BCLT BCLT 2024-07-01



Faculty采访|现代隐私法的学习与实践


编者按:

本次结构式采访由张珈玮同学完成。张珈玮毕业于加州大学伯克利分校法学院(LL.M.),现就读于牛津大学法学院(MPhil in Law)。中文版采访经Determann教授许可,进行了部分删减,以方便读者阅读。英文版采访,请参见文末。



受访嘉宾介绍



Lothar Determann教授从事并教授国际数据隐私、技术、商业和知识产权法。

Determann教授供职于在位于旧金山和帕洛阿尔托的贝克·麦坚时律师事务所(Baker McKenzie)。他自1998年以来一直为公司提供数据隐私法合规以及将产品和商业模式推向国际的法律咨询服务。他获得了美国加州和德国的执业资格,被《旧金山和洛杉矶日报》评为加州十大版权律师和二十五大知识产权律师之一,并被“钱伯斯”(Chambers)、“法律500强”(Legal 500)、IAM和其他机构评为领先律师。

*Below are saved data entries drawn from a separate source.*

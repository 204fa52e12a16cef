//! Contrato mínimo del formulario propietario.
//!
//! Los componentes de dirección y galería no conocen la librería de
//! formularios concreta: reciben un [`FormHandle`] (lectura/escritura por
//! ruta) inyectado explícitamente, lo que permite probarlos con un
//! [`MemoryForm`] en memoria.

use std::collections::HashMap;
use std::sync::Arc;

use crate::gallery::RawFile;

/// Valor de un campo del formulario.
#[derive(Debug, Clone)]
pub enum FieldValue {
    Text(String),
    /// Lista ordenada de medios (campos `images` / `documents`).
    Media(Vec<MediaEntry>),
}

/// Elemento de un campo de medios: o bien una URL ya persistida en el
/// backend, o bien un archivo local todavía sin subir.
#[derive(Debug, Clone)]
pub enum MediaEntry {
    Url(String),
    File(Arc<RawFile>),
}

impl MediaEntry {
    /// Entradas nulas o de relleno que el `sync` descarta.
    pub fn is_empty(&self) -> bool {
        match self {
            MediaEntry::Url(url) => url.trim().is_empty(),
            MediaEntry::File(_) => false,
        }
    }
}

/// Lectura/escritura por ruta sobre el formulario propietario.
pub trait FormHandle {
    fn get(&self, path: &str) -> Option<&FieldValue>;
    fn set(&mut self, path: &str, value: FieldValue);

    /// Valor de texto del campo, si existe y no está vacío.
    fn get_text(&self, path: &str) -> Option<String> {
        match self.get(path) {
            Some(FieldValue::Text(text)) if !text.trim().is_empty() => Some(text.clone()),
            _ => None,
        }
    }

    /// Lista de medios del campo (vacía si el campo no existe).
    fn get_media(&self, path: &str) -> Vec<MediaEntry> {
        match self.get(path) {
            Some(FieldValue::Media(entries)) => entries.clone(),
            _ => Vec::new(),
        }
    }

    /// URLs ya persistidas del campo de medios, en su orden original.
    fn get_urls(&self, path: &str) -> Vec<String> {
        self.get_media(path)
            .into_iter()
            .filter_map(|entry| match entry {
                MediaEntry::Url(url) => Some(url),
                MediaEntry::File(_) => None,
            })
            .collect()
    }
}

/// Implementación en memoria de [`FormHandle`].
#[derive(Debug, Default)]
pub struct MemoryForm {
    values: HashMap<String, FieldValue>,
}

impl MemoryForm {
    pub fn new() -> Self {
        Self::default()
    }

    pub fn with_text(mut self, path: &str, value: &str) -> Self {
        self.set(path, FieldValue::Text(value.to_string()));
        self
    }
}

impl FormHandle for MemoryForm {
    fn get(&self, path: &str) -> Option<&FieldValue> {
        self.values.get(path)
    }

    fn set(&mut self, path: &str, value: FieldValue) {
        self.values.insert(path.to_string(), value);
    }
}
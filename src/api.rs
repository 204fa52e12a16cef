use axum::{
    extract::{Json, Path, State},
    http::StatusCode,
    response::IntoResponse,
    routing::{delete, get, post},
    Router,
};
use serde::{Deserialize, Serialize};
use serde_json::json;
use tracing::info;

use base64::Engine;

use crate::{
    app_state::{AppState, GallerySession},
    error::AppError,
    form::{FieldValue, FormHandle, MediaEntry, MemoryForm},
    gallery::{self, GalleryState, RawFile},
    geography::NewCity,
    models::{CityCandidate, ConfirmedAddress, GeocodedCandidate},
};

// --- Payloads y Respuestas de la API ---

#[derive(Deserialize)]
#[serde(rename_all = "camelCase")]
pub struct AddressSearchPayload {
    province_id: String,
    city_id: String,
    street: String,
    number: String,
    /// Dirección ya confirmada en el formulario, si existe: habilita la
    /// preselección cuando hay varios candidatos.
    #[serde(default)]
    nomenclator: Option<String>,
    #[serde(default)]
    latitude: Option<String>,
    #[serde(default)]
    longitude: Option<String>,
}

#[derive(Serialize)]
pub struct AddressCandidateDto {
    id: String,
    name: String,
    street: String,
    number: String,
    nomenclatura: String,
    latitude: String,
    longitude: String,
}

impl From<&GeocodedCandidate> for AddressCandidateDto {
    fn from(candidate: &GeocodedCandidate) -> Self {
        Self {
            id: candidate.identity(),
            name: candidate.nomenclatura.clone(),
            street: candidate.street.clone(),
            number: candidate.number.clone(),
            nomenclatura: candidate.nomenclatura.clone(),
            latitude: candidate.latitude.to_string(),
            longitude: candidate.longitude.to_string(),
        }
    }
}

#[derive(Serialize)]
#[serde(rename_all = "camelCase")]
pub struct AddressSearchResponse {
    generation: u64,
    candidates: Vec<AddressCandidateDto>,
    selected_id: Option<String>,
}

#[derive(Deserialize)]
#[serde(rename_all = "camelCase")]
pub struct ConfirmSelectionPayload {
    street: String,
    number: String,
    nomenclatura: String,
    latitude: f64,
    longitude: f64,
    /// Campos que ya estaban cargados en el formulario y que la
    /// confirmación no pisa.
    #[serde(default)]
    postal_code: Option<String>,
    #[serde(default)]
    apartment: Option<String>,
    #[serde(default)]
    neighborhood: Option<String>,
    #[serde(default)]
    city_id: Option<String>,
    #[serde(default)]
    province_id: Option<String>,
}

#[derive(Deserialize)]
#[serde(rename_all = "camelCase")]
pub struct CitySearchPayload {
    province_id: String,
    name: String,
}

#[derive(Serialize)]
#[serde(rename_all = "camelCase")]
pub struct CityCandidateDto {
    id: String,
    name: String,
    latitude: String,
    longitude: String,
    provincie_id: String,
}

impl From<CityCandidate> for CityCandidateDto {
    fn from(city: CityCandidate) -> Self {
        Self {
            id: city.id,
            name: city.name,
            latitude: city.latitude.to_string(),
            longitude: city.longitude.to_string(),
            provincie_id: city.province_id,
        }
    }
}

#[derive(Deserialize)]
#[serde(rename_all = "camelCase")]
pub struct GalleryLoadPayload {
    #[serde(default)]
    images: Vec<String>,
    #[serde(default)]
    documents: Vec<String>,
}

#[derive(Deserialize)]
#[serde(rename_all = "camelCase")]
pub struct GalleryFilesPayload {
    files: Vec<IncomingFile>,
}

#[derive(Deserialize)]
#[serde(rename_all = "camelCase")]
pub struct IncomingFile {
    name: String,
    #[serde(default)]
    mime_type: String,
    content_base64: String,
}

#[derive(Serialize)]
#[serde(rename_all = "camelCase")]
pub struct GalleryItemDto {
    id: String,
    kind: &'static str,
    name: String,
    extension: String,
    size: u64,
    #[serde(skip_serializing_if = "Option::is_none")]
    url: Option<String>,
    #[serde(skip_serializing_if = "Option::is_none")]
    preview_url: Option<String>,
}

#[derive(Serialize)]
#[serde(rename_all = "camelCase")]
pub struct GalleryViewResponse {
    images: Vec<GalleryItemDto>,
    documents: Vec<GalleryItemDto>,
    added: usize,
    duplicates: usize,
    rejected: usize,
    #[serde(skip_serializing_if = "Option::is_none")]
    message: Option<String>,
}

// --- Router ---

pub fn create_router(app_state: AppState) -> Router {
    Router::new()
        .route("/api/georef/direcciones", post(search_addresses_handler))
        .route(
            "/api/georef/direcciones/confirmar",
            post(confirm_selection_handler),
        )
        .route("/api/georef/localidades", post(search_cities_handler))
        .route("/api/direcciones/validar", post(validate_address_handler))
        .route("/api/geografia/provincias", get(provinces_handler))
        .route(
            "/api/geografia/provincias/:province_id/ciudades",
            get(cities_by_province_handler),
        )
        .route("/api/geografia/ciudades", post(add_city_handler))
        .route(
            "/api/galeria/:form_id",
            get(gallery_view_handler).post(gallery_load_handler),
        )
        .route("/api/galeria/:form_id/archivos", post(gallery_add_files_handler))
        .route(
            "/api/galeria/:form_id/archivos/:item_id",
            delete(gallery_remove_handler),
        )
        .route("/api/status", get(status_handler))
        .route("/api/shutdown", post(shutdown_handler))
        .with_state(app_state)
}

type ApiError = (StatusCode, Json<serde_json::Value>);

fn error_response(err: AppError) -> ApiError {
    let status = StatusCode::from_u16(err.status_code())
        .unwrap_or(StatusCode::INTERNAL_SERVER_ERROR);
    (status, Json(json!({ "error": err.to_string() })))
}

// --- Handlers de direcciones y localidades ---

#[axum::debug_handler]
async fn search_addresses_handler(
    State(state): State<AppState>,
    Json(payload): Json<AddressSearchPayload>,
) -> Result<Json<AddressSearchResponse>, ApiError> {
    let street_and_number = format!("{} {}", payload.street, payload.number);

    let search = state
        .resolver
        .search_candidates(&payload.province_id, &payload.city_id, &street_and_number)
        .await
        .map_err(error_response)?;

    // El formulario propietario vive en el cliente; se reconstruye acá lo
    // mínimo para aplicar la regla de preselección.
    let mut form = MemoryForm::new();
    if let Some(nomenclator) = &payload.nomenclator {
        form.set("address.nomenclator", FieldValue::Text(nomenclator.clone()));
    }
    if let Some(latitude) = &payload.latitude {
        form.set("address.latitude", FieldValue::Text(latitude.clone()));
    }
    if let Some(longitude) = &payload.longitude {
        form.set("address.longitude", FieldValue::Text(longitude.clone()));
    }

    // Si mientras tanto se lanzó otra búsqueda, esta respuesta ya está
    // superada y no debe mostrarse.
    if !state.resolver.is_current(search.generation) {
        return Err((
            StatusCode::CONFLICT,
            Json(json!({ "error": "Búsqueda superada por otra más reciente." })),
        ));
    }

    let selected_id = state
        .resolver
        .select_initial(&search.candidates, &form)
        .map(GeocodedCandidate::identity);

    Ok(Json(AddressSearchResponse {
        generation: search.generation,
        candidates: search.candidates.iter().map(AddressCandidateDto::from).collect(),
        selected_id,
    }))
}

#[axum::debug_handler]
async fn search_cities_handler(
    State(state): State<AppState>,
    Json(payload): Json<CitySearchPayload>,
) -> Result<Json<Vec<CityCandidateDto>>, ApiError> {
    let cities = state
        .resolver
        .resolve_city(&payload.province_id, &payload.name)
        .await
        .map_err(error_response)?;

    Ok(Json(cities.into_iter().map(CityCandidateDto::from).collect()))
}

#[axum::debug_handler]
async fn confirm_selection_handler(
    State(state): State<AppState>,
    Json(payload): Json<ConfirmSelectionPayload>,
) -> Result<Json<ConfirmedAddress>, ApiError> {
    let candidate = GeocodedCandidate {
        street: payload.street,
        number: payload.number,
        nomenclatura: payload.nomenclatura,
        latitude: payload.latitude,
        longitude: payload.longitude,
    };

    let mut form = MemoryForm::new();
    let preloaded = [
        ("address.postalCode", payload.postal_code),
        ("address.apartment", payload.apartment),
        ("address.neighborhood", payload.neighborhood),
        ("address.city.id", payload.city_id),
        ("address.city.province.id", payload.province_id),
    ];
    for (path, value) in preloaded {
        if let Some(value) = value {
            form.set(path, FieldValue::Text(value));
        }
    }

    let confirmed = state.resolver.confirm_selection(&mut form, &candidate);
    info!("Dirección confirmada: {}", confirmed.nomenclatura);
    Ok(Json(confirmed))
}

#[axum::debug_handler]
async fn validate_address_handler(
    Json(address): Json<ConfirmedAddress>,
) -> Result<Json<serde_json::Value>, ApiError> {
    address.validate().map_err(error_response)?;
    Ok(Json(json!({ "valido": true })))
}

// --- Handlers del backend de geografía ---

#[axum::debug_handler]
async fn provinces_handler(
    State(state): State<AppState>,
) -> Result<impl IntoResponse, ApiError> {
    let provinces = state.backend.provinces().await.map_err(error_response)?;
    Ok(Json(provinces))
}

#[axum::debug_handler]
async fn cities_by_province_handler(
    State(state): State<AppState>,
    Path(province_id): Path<String>,
) -> Result<impl IntoResponse, ApiError> {
    let cities = state
        .backend
        .cities_by_province(&province_id)
        .await
        .map_err(error_response)?;
    Ok(Json(cities))
}

#[axum::debug_handler]
async fn add_city_handler(
    State(state): State<AppState>,
    Json(payload): Json<NewCity>,
) -> Result<impl IntoResponse, ApiError> {
    let created = state.backend.add_city(&payload).await.map_err(error_response)?;
    info!("Ciudad agregada: {} ({})", created.name, created.id);
    Ok((StatusCode::CREATED, Json(created)))
}

// --- Handlers de la galería ---

#[axum::debug_handler]
async fn gallery_load_handler(
    State(state): State<AppState>,
    Path(form_id): Path<String>,
    Json(payload): Json<GalleryLoadPayload>,
) -> Result<Json<GalleryViewResponse>, ApiError> {
    let mut form = MemoryForm::new();
    form.set(
        "images",
        FieldValue::Media(payload.images.into_iter().map(MediaEntry::Url).collect()),
    );
    form.set(
        "documents",
        FieldValue::Media(payload.documents.into_iter().map(MediaEntry::Url).collect()),
    );

    let gallery_state = GalleryState::from_form(&form);
    let mut session = GallerySession {
        form,
        state: gallery_state,
    };
    state.reconciler.sync(&session.state, &mut session.form);
    let view = gallery_view(&session.state, None);

    // Reemplazar una sesión existente suelta su estado anterior y con él
    // sus vistas previas.
    state.galleries.lock().await.insert(form_id, session);
    Ok(Json(view))
}

#[axum::debug_handler]
async fn gallery_view_handler(
    State(state): State<AppState>,
    Path(form_id): Path<String>,
) -> Result<Json<GalleryViewResponse>, ApiError> {
    let galleries = state.galleries.lock().await;
    let session = galleries.get(&form_id).ok_or_else(|| {
        (
            StatusCode::NOT_FOUND,
            Json(json!({"error": "No hay galería para ese formulario."})),
        )
    })?;

    Ok(Json(gallery_view(&session.state, None)))
}

#[axum::debug_handler]
async fn gallery_add_files_handler(
    State(state): State<AppState>,
    Path(form_id): Path<String>,
    Json(payload): Json<GalleryFilesPayload>,
) -> Result<Json<GalleryViewResponse>, ApiError> {
    let mut incoming = Vec::with_capacity(payload.files.len());
    for file in payload.files {
        let bytes = base64::engine::general_purpose::STANDARD
            .decode(&file.content_base64)
            .map_err(|_| {
                (
                    StatusCode::BAD_REQUEST,
                    Json(json!({"error": format!("Contenido inválido para '{}'.", file.name)})),
                )
            })?;
        incoming.push(RawFile::new(&file.name, &file.mime_type, bytes));
    }

    let mut galleries = state.galleries.lock().await;
    let session = galleries
        .entry(form_id)
        .or_insert_with(|| GallerySession {
            form: MemoryForm::new(),
            state: GalleryState::default(),
        });

    let outcome = state.reconciler.add_files(incoming, &mut session.state).await;
    state.reconciler.sync(&session.state, &mut session.form);

    Ok(Json(gallery_view(&session.state, Some(outcome))))
}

Determann教授自1999年以来一直是德国公法教授协会的成员,在柏林自由大学(自1994年)、加州大学伯克利分校法学院(自2004年)、黑斯廷斯法学院(自2010年)、斯坦福法学院(2011年)和旧金山大学法学院(2000-2005年)教授数据隐私法、计算机法和互联网法。他撰写了150多篇文章和论文,以及五本专著,包括《Determann 数据隐私法领域指南》(Determann’s Field Guide to Data Privacy Law) (2017年第三版,有中文、德文、日文、葡萄牙文、俄文和土耳其文版本)和《加州隐私法-实用指南和评论》(California Privacy Law – Practical Guide and Commentary)(2018年第三版)。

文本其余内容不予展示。